Saints celebrated on the 8th of July
Prayer to the Angels and the Saints
Heavenly Father, in praising Your Angels and Saints we praise Your glory, for by honouring them we honour You, their Creator. Their splendour shows us Your greatness, which infinitely surpasses that of all creation.
In Your loving providence, You saw fit to send Your Angels to watch over us. Grant that we may always be under their protection and one day enjoy their company in heaven.
Heavenly Father, You are glorified in Your Saints, for their glory is the crowning of Your gifts. You provide an example for us by their lives on earth, You give us their friendship by our communion with them, You grant us strength and protection through their prayer for the Church, and You spur us on to victory over evil and the prize of eternal glory by this great company of witnesses.

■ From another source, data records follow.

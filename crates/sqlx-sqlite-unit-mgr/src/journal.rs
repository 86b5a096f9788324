//! SQLite journal modes and the artifact roles each one implies

use std::fmt;
use std::str::FromStr;

use serde::{Deserialize, Serialize};

use crate::artifact::ArtifactRole;

/// Journaling mode of a logical database.
///
/// SQLite has several rollback-journal flavours (`DELETE`, `TRUNCATE`,
/// `PERSIST`, `MEMORY`, `OFF`). They all share the same on-disk footprint
/// from this crate's point of view and collapse into [`JournalMode::Rollback`].
#[derive(Debug, Clone, Copy, PartialEq, Eq, Hash, Serialize, Deserialize)]
#[serde(rename_all = "lowercase")]
pub enum JournalMode {
   Rollback,
   Wal,
}

impl JournalMode {
   /// Value passed to `PRAGMA journal_mode = ...` to switch into this mode
   pub fn pragma_value(self) -> &'static str {
      match self {
         JournalMode::Rollback => "DELETE",
         JournalMode::Wal => "WAL",
      }
   }

   /// Roles that are expected on disk for a database in this mode.
   ///
   /// The primary file is always expected. WAL and SHM files belong to WAL
   /// mode; the rollback journal only exists while a transaction is active.
   pub fn expected_roles(self, transaction_active: bool) -> Vec<ArtifactRole> {
      match self {
         JournalMode::Wal => vec![ArtifactRole::Primary, ArtifactRole::Wal, ArtifactRole::Shm],
         JournalMode::Rollback if transaction_active => {
            vec![ArtifactRole::Primary, ArtifactRole::RollbackJournal]
         }
         JournalMode::Rollback => vec![ArtifactRole::Primary],
      }
   }
}

impl fmt::Display for JournalMode {
   fn fmt(&self, f: &mut fmt::Formatter<'_>) -> fmt::Result {
      match self {
         JournalMode::Rollback => f.write_str("rollback"),
         JournalMode::Wal => f.write_str("wal"),
      }
   }
}

/// Error returned when a string is not a known journal mode
#[derive(Debug, Clone, PartialEq, Eq, thiserror::Error)]
#[error("unknown journal mode: {0:?}")]
pub struct ParseJournalModeError(pub String);

impl FromStr for JournalMode {
   type Err = ParseJournalModeError;

   /// Accepts both our own names and whatever SQLite reports back from
   /// `PRAGMA journal_mode`.
   fn from_str(s: &str) -> Result<Self, Self::Err> {
      match s.trim().to_ascii_lowercase().as_str() {
         "wal" => Ok(JournalMode::Wal),
         "rollback" | "delete" | "truncate" | "persist" | "memory" | "off" => {
            Ok(JournalMode::Rollback)
         }
         _ => Err(ParseJournalModeError(s.to_string())),
      }
   }
}
// ============================================================================
// Core regression: nothing survives a delete
// ============================================================================

#[tokio::test]
async fn test_wal_write_close_delete_leaves_nothing() {
   let temp = TempDir::new().unwrap();
   let manager = DatabaseUnitManager::new();

   let db = manager
      .open("wal-test.db", temp.path(), JournalMode::Wal)
      .await
      .unwrap();
   assert_eq!(db.journal_mode().await, JournalMode::Wal);

   manager
      .execute(
         &db,
         "CREATE TABLE IF NOT EXISTS test (id INTEGER PRIMARY KEY, value TEXT);
          INSERT INTO test (value) VALUES ('hello');",
      )
      .await
      .unwrap();
   manager.close(&db).await.unwrap();

   let before = manager.inspect("wal-test.db", temp.path()).await.unwrap();
   assert!(before.exists(ArtifactRole::Primary));

   let report = manager.delete(&db).await.unwrap();
   assert!(report.is_complete());
   assert!(report.outcome(ArtifactRole::Primary).unwrap().existed_before);
   assert_eq!(db.state().await, LifecycleState::Deleted);

   let after = manager.inspect("wal-test.db", temp.path()).await.unwrap();
   for role in ArtifactRole::ALL {
      assert!(!after.exists(role), "{role} should be gone");
   }
}

#[tokio::test]
async fn test_rollback_mode_delete_leaves_nothing() {
   let temp = TempDir::new().unwrap();
   let manager = DatabaseUnitManager::new();

   let db = manager
      .open("t1", temp.path(), JournalMode::Rollback)
      .await
      .unwrap();
   assert_eq!(db.journal_mode().await, JournalMode::Rollback);

   manager
      .execute(&db, "CREATE TABLE t (id INTEGER PRIMARY KEY); INSERT INTO t DEFAULT VALUES;")
      .await
      .unwrap();
   manager.close(&db).await.unwrap();

   let report = manager.delete(&db).await.unwrap();
   assert!(report.is_complete());
   assert_eq!(report.orphans().count(), 0);
   assert!(manager.inspect("t1", temp.path()).await.unwrap().is_empty());
}

#[tokio::test]
async fn test_delete_open_wal_database_closes_first() {
   let temp = TempDir::new().unwrap();
   let manager = DatabaseUnitManager::new();

   let db = manager.open("t1", temp.path(), JournalMode::Wal).await.unwrap();
   manager
      .execute(&db, "CREATE TABLE t (v TEXT); INSERT INTO t VALUES ('x');")
      .await
      .unwrap();

   // WAL and SHM next to an open WAL database are expected, not a leak
   let open = manager.inspect("t1", temp.path()).await.unwrap();
   assert!(open.exists(ArtifactRole::Primary));
   assert!(open.exists(ArtifactRole::Wal));
   assert!(open.exists(ArtifactRole::Shm));
   assert!(open.unexpected_roles(&JournalMode::Wal.expected_roles(false)).is_empty());

   let report = manager.delete(&db).await.unwrap();
   assert!(report.is_complete());
   assert_eq!(db.state().await, LifecycleState::Deleted);
   assert!(manager.inspect("t1", temp.path()).await.unwrap().is_empty());
}

// ============================================================================
// Orphaned artifacts
// ============================================================================

#[tokio::test]
async fn test_purge_removes_crash_leftovers_never_opened() {
   let temp = TempDir::new().unwrap();
   let manager = DatabaseUnitManager::new();
   write_leftovers(temp.path(), "t2", &[ArtifactRole::Wal, ArtifactRole::Shm]).await;

   let report = manager.purge("t2", temp.path()).await.unwrap();

   assert!(report.is_complete());
   let orphans: Vec<ArtifactRole> = report.orphans().map(|o| o.role).collect();
   assert_eq!(orphans, vec![ArtifactRole::Wal, ArtifactRole::Shm]);
   assert!(!report.outcome(ArtifactRole::Primary).unwrap().existed_before);

   let after = manager.inspect("t2", temp.path()).await.unwrap();
   assert!(after.is_empty());
}

#[tokio::test]
async fn test_delete_sweeps_side_files_the_journal_mode_does_not_declare() {
   let temp = TempDir::new().unwrap();
   let manager = DatabaseUnitManager::new();

   let db = manager
      .open("t1", temp.path(), JournalMode::Rollback)
      .await
      .unwrap();
   manager.execute(&db, "CREATE TABLE t (id INTEGER)").await.unwrap();
   manager.close(&db).await.unwrap();

   write_leftovers(
      temp.path(),
      "t1",
      &[ArtifactRole::Wal, ArtifactRole::Shm, ArtifactRole::RollbackJournal],
   )
   .await;

   let report = manager.delete(&db).await.unwrap();
   assert!(report.is_complete());
   assert_eq!(report.orphans().count(), 3);
   assert!(manager.inspect("t1", temp.path()).await.unwrap().is_empty());
}

#[tokio::test]
async fn test_purge_of_open_database_marks_record_deleted() {
   let temp = TempDir::new().unwrap();
   let manager = DatabaseUnitManager::new();

   let db = manager.open("t1", temp.path(), JournalMode::Wal).await.unwrap();
   manager.execute(&db, "CREATE TABLE t (id INTEGER)").await.unwrap();

   let report = manager.purge("t1", temp.path()).await.unwrap();
   assert!(report.is_complete());
   assert_eq!(db.state().await, LifecycleState::Deleted);

   let err = manager.execute(&db, "SELECT 1").await.unwrap_err();
   assert!(matches!(
      err,
      Error::InvalidState {
         state: LifecycleState::Deleted,
         ..
      }
   ));
}
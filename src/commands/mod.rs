//! Console Command Module
//!
//! A small text front end over the engine, used by the `flashauth` binary.
//! It receives one command per line, executes it against the engine and returns
//! a printable reply.
//!
//! ## Architecture
//!
//! ```text
//! stdin line
//!       │
//!       ▼
//! ┌─────────────────┐
//! │ CommandHandler  │  (this module)
//! │                 │
//! │  - Split        │
//! │  - Validate     │
//! │  - Encode pwd   │
//! └────────┬────────┘
//!          │
//!          ▼
//! ┌─────────────────┐
//! │   AuthEngine    │  (engine module)
//! └─────────────────┘
//! ```

pub mod handler;

// Re-export the main command handler
pub use handler::{encode_password, CommandHandler, Reply};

Grant that we who aspire to take part in their joy may be filled with the Spirit that blessed their lives, so that, after sharing their faith on earth, we may also experience their peace in heaven. Amen.
ST PROCOPIUS, MARTYR
Saint Procopius was a native of Jerusalem, but lived at Bethsan, otherwise called Scythopolis, where he was reader in the church, and also performed the function of exorcist, in dispossessing demoniacs, and that of interpreter of the Greek tongue into the Syro-Chaldaic.
GREAT AUSTERITY
He was a divine man, say his acts, and had always lived in the practice of great austerity, and patience, and in perpetual chastity. He took no other sustenance than bread and water, and usually abstained from all food two or three days together.
HE KNEW THE HOLY SCRIPTURES WELL
He was well skilled in the sciences of the Greeks, but much more in that of the holy scriptures; the assiduous meditation on which nourished his soul, and seemed also to give vigour and strength to his emaciated body.
He was admirable in all virtues, particularly in a heavenly meekness and humility.
HE WAS ADMIRABLE IN ALL VIRTUES
Diocletian’s bloody edicts against the Christians reached Palestine in April, 303, and Procopius was the first person who received the crown of martyrdom in that country, in the aforesaid persecution.
HE WAS APPREHENDED AT BETHSAN
He was apprehended at Bethsan, and led, with several others, bound to Caesarea, our city, say the acts, and was hurried straight before Paulinus, prefect of the province. The judge commanded the martyr to sacrifice to the gods.
"THERE IS NO GOD BUT ONE"
The servant of Christ answered he never could do it; and this he declared with a firmness and resolution that seemed to wound the heart of the prefect as if it had been pierced with a dagger. The martyr added, there is no God but one, who is the author and preserver of the world. The prefect then bade him sacrifice to the four emperors, namely Diocletian, Herculius, Galerius, and Constantius. This the saint again refused to do, and had scarcely returned his answer than the judge passed sentence upon him, and he was immediately led to execution and beheaded. He is honoured by the Greeks with the title of The Great Martyr.
THE PREVALENCE OF THE GREEK LANGUAGE
Note 1. Grotius and others demonstrate the Greek language to have been, in the first ages of Christianity, common in Palestine; but this cannot be extended to all the country people, as this passage and other proofs clearly show. Hence Eusebius wrote his Acts of the Martyrs of Palestine in Syro-Chaldaic; but abridged the same in Greek, in the eighth book of his Church History.
Note 2. The old Latin Acts write his name Flavian, and some Fabian, by mistaking the Syriac name, which is written without vowels.